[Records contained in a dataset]

= = =

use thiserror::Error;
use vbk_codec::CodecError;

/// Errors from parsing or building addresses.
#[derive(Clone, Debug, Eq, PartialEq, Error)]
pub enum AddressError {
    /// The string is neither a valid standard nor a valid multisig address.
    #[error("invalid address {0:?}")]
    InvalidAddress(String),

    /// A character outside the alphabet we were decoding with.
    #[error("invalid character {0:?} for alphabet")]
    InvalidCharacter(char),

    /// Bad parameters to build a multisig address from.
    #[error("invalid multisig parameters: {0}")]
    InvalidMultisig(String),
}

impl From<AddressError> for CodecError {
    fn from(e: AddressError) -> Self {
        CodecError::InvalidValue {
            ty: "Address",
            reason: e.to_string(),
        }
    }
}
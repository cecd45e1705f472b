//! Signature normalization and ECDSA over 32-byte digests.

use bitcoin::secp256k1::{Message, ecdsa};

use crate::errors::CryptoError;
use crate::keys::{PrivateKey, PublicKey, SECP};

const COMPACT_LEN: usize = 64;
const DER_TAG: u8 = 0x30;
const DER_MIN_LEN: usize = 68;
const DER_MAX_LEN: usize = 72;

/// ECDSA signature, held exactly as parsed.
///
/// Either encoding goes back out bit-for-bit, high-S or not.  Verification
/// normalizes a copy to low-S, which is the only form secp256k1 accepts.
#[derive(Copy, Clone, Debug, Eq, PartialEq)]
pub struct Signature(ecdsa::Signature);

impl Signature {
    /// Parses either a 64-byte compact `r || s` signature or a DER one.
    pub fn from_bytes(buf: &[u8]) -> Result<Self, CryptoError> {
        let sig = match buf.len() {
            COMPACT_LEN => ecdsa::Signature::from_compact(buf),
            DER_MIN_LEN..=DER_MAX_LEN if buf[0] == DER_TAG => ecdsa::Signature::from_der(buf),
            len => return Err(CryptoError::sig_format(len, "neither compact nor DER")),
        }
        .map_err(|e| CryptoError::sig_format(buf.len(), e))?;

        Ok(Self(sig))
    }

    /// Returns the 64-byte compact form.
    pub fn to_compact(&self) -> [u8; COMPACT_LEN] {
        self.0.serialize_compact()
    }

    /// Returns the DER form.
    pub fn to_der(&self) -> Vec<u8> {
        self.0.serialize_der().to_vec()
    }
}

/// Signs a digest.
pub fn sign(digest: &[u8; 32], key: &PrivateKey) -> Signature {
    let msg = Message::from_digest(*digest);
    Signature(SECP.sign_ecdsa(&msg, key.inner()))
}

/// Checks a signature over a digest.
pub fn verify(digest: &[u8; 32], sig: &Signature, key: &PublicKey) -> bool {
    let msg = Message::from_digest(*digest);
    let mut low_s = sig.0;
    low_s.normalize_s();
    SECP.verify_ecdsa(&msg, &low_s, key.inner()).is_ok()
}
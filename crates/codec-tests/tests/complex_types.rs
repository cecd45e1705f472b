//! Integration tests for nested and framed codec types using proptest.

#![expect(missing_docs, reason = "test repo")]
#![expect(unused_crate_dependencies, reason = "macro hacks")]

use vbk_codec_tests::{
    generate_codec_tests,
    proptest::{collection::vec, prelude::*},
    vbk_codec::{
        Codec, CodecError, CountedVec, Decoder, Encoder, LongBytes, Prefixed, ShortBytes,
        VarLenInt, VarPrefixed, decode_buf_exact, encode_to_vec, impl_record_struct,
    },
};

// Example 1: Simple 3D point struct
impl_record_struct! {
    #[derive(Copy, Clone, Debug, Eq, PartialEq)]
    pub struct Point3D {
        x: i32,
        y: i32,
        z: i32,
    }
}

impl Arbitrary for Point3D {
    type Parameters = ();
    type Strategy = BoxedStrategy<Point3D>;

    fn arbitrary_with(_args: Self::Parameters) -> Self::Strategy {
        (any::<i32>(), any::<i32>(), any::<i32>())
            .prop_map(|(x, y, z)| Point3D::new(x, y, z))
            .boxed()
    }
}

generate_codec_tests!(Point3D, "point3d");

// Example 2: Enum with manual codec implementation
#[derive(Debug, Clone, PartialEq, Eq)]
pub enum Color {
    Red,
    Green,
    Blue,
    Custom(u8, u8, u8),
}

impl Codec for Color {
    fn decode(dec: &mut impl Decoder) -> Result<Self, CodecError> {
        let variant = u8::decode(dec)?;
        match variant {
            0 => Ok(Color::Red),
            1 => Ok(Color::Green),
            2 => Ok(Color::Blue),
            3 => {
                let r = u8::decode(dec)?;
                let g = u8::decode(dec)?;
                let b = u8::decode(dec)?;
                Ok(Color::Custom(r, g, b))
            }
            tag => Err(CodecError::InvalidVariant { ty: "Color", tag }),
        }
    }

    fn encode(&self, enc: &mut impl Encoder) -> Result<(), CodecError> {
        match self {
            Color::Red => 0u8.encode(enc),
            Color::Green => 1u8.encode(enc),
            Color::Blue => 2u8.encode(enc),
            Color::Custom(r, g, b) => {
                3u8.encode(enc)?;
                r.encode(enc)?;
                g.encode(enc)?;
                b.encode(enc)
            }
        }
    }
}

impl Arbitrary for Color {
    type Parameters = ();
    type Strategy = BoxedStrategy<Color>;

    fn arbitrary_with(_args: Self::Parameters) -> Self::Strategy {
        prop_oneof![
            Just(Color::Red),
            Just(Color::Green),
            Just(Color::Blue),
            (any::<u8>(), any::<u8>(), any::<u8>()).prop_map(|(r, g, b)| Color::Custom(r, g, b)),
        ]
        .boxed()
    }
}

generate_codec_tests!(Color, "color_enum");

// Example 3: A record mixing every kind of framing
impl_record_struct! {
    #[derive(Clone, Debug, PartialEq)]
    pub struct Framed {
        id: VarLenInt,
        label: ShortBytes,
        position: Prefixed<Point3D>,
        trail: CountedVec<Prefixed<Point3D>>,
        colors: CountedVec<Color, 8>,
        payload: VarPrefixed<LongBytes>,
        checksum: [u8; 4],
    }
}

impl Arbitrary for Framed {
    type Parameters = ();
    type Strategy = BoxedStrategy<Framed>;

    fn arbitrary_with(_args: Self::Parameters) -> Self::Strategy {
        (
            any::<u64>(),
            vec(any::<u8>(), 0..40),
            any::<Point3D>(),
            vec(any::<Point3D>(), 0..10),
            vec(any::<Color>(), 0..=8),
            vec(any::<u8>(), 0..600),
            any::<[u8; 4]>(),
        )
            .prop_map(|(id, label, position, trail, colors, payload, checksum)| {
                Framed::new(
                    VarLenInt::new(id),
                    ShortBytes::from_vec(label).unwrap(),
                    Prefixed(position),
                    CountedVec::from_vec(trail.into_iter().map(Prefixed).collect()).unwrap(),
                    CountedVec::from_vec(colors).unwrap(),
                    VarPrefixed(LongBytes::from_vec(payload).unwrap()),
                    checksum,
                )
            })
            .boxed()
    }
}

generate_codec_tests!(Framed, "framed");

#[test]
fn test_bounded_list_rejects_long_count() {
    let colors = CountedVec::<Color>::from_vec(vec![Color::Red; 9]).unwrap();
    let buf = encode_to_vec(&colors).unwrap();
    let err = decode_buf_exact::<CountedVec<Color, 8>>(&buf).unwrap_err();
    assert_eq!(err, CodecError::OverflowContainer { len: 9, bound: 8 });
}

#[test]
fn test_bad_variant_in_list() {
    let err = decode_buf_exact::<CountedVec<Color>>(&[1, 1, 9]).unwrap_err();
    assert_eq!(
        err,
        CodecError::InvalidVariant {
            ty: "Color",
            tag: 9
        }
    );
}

= = =

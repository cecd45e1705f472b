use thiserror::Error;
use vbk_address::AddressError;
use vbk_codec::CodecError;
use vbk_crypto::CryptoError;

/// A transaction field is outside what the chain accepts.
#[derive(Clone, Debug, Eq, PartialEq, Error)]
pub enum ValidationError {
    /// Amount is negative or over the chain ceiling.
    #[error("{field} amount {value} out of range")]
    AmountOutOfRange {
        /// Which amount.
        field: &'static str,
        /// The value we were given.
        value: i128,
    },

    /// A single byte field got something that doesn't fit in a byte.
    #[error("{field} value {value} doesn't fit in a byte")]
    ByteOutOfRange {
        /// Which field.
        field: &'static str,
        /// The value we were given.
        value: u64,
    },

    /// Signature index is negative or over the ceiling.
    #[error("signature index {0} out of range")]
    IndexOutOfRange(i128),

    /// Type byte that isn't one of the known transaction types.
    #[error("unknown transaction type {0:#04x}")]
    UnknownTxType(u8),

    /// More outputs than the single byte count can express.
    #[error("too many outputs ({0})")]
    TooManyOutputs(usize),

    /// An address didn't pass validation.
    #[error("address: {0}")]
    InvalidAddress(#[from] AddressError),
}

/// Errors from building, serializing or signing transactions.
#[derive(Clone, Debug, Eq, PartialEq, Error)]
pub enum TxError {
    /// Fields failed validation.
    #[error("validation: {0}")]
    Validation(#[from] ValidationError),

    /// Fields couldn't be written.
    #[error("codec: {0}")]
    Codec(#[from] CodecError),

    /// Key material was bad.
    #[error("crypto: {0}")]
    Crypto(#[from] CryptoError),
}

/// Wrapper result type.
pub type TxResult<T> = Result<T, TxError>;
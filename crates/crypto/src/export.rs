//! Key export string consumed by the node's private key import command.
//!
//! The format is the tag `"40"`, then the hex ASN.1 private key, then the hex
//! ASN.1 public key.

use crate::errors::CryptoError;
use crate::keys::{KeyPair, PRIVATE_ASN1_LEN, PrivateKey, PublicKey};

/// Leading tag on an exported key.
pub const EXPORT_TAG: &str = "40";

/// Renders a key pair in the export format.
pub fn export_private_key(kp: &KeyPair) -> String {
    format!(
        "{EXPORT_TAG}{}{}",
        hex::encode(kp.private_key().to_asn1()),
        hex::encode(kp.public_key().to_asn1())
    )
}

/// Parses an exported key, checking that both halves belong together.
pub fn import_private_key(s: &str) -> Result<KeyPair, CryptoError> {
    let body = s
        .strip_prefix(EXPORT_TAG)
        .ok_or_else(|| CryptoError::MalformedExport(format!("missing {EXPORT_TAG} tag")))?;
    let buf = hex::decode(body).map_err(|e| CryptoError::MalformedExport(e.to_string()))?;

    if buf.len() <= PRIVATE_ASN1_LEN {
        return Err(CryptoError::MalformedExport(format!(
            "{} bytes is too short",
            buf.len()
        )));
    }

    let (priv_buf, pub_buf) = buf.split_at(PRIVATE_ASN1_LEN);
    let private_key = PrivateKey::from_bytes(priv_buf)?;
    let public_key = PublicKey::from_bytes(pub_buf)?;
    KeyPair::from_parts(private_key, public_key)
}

= = =

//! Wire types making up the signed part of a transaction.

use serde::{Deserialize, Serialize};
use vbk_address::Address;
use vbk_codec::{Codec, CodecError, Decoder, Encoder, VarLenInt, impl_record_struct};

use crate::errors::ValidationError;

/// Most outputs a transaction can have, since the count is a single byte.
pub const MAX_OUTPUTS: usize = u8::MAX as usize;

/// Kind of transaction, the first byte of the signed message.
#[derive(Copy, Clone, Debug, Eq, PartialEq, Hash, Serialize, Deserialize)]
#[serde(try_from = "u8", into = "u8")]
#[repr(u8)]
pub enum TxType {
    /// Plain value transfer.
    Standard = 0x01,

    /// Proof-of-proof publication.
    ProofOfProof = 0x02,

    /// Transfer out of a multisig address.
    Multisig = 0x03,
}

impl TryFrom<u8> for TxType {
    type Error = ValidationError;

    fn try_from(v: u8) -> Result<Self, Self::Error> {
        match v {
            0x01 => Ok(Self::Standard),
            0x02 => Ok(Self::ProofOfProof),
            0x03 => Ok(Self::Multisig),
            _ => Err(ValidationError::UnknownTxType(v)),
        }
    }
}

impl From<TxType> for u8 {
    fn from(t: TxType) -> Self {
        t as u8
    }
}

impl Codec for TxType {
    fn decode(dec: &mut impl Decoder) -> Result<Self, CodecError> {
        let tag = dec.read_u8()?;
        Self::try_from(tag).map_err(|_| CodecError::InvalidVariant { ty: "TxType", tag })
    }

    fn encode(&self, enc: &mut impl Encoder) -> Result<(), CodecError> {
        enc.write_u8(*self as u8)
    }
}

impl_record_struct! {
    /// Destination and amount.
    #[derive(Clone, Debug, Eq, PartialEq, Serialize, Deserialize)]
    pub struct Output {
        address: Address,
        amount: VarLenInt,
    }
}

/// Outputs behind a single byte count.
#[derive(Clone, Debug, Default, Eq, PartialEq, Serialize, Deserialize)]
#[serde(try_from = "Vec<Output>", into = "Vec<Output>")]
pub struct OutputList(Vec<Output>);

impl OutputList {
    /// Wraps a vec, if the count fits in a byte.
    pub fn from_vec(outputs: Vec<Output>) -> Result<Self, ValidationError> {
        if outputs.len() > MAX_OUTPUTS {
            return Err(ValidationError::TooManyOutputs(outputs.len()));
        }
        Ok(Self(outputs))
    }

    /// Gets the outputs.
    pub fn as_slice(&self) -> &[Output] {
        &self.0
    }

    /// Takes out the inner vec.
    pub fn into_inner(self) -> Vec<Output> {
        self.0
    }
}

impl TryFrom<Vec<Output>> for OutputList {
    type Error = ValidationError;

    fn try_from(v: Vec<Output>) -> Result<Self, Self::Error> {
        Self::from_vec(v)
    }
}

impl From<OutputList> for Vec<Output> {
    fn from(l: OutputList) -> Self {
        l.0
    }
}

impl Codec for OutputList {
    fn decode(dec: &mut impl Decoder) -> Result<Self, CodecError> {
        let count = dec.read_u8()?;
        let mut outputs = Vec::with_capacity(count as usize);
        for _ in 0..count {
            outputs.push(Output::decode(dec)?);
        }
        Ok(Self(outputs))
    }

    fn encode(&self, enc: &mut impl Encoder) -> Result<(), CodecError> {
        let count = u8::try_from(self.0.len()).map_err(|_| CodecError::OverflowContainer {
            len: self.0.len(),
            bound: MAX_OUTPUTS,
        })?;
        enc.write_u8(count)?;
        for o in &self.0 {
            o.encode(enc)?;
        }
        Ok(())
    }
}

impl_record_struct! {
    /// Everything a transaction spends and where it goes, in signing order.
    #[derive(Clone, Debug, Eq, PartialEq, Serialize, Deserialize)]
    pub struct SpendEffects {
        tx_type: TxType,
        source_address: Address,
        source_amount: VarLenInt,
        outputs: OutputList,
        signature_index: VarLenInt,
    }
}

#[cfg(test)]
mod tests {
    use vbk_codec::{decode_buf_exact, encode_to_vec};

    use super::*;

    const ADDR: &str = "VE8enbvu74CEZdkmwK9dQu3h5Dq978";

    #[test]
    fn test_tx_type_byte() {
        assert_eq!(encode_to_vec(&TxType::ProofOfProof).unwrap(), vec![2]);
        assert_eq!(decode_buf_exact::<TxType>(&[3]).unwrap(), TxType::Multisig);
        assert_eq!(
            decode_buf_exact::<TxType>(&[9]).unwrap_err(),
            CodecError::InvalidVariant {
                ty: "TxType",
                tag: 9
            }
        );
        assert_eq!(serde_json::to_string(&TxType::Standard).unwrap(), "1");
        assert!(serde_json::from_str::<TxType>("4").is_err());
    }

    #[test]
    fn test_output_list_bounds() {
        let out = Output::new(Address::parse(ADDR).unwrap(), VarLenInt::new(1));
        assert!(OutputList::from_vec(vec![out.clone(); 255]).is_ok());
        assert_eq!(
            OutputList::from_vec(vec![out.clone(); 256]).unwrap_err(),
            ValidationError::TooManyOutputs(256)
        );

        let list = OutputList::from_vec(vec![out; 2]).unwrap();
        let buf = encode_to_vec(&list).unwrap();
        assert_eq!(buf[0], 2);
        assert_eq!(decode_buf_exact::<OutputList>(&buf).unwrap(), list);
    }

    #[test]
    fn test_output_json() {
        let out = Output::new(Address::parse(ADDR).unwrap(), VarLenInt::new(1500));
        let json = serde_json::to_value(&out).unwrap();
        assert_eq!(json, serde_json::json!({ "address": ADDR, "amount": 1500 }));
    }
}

= = =

How many of the lines in the data above carry the word "VarLenInt"? Say the number and nothing else.

9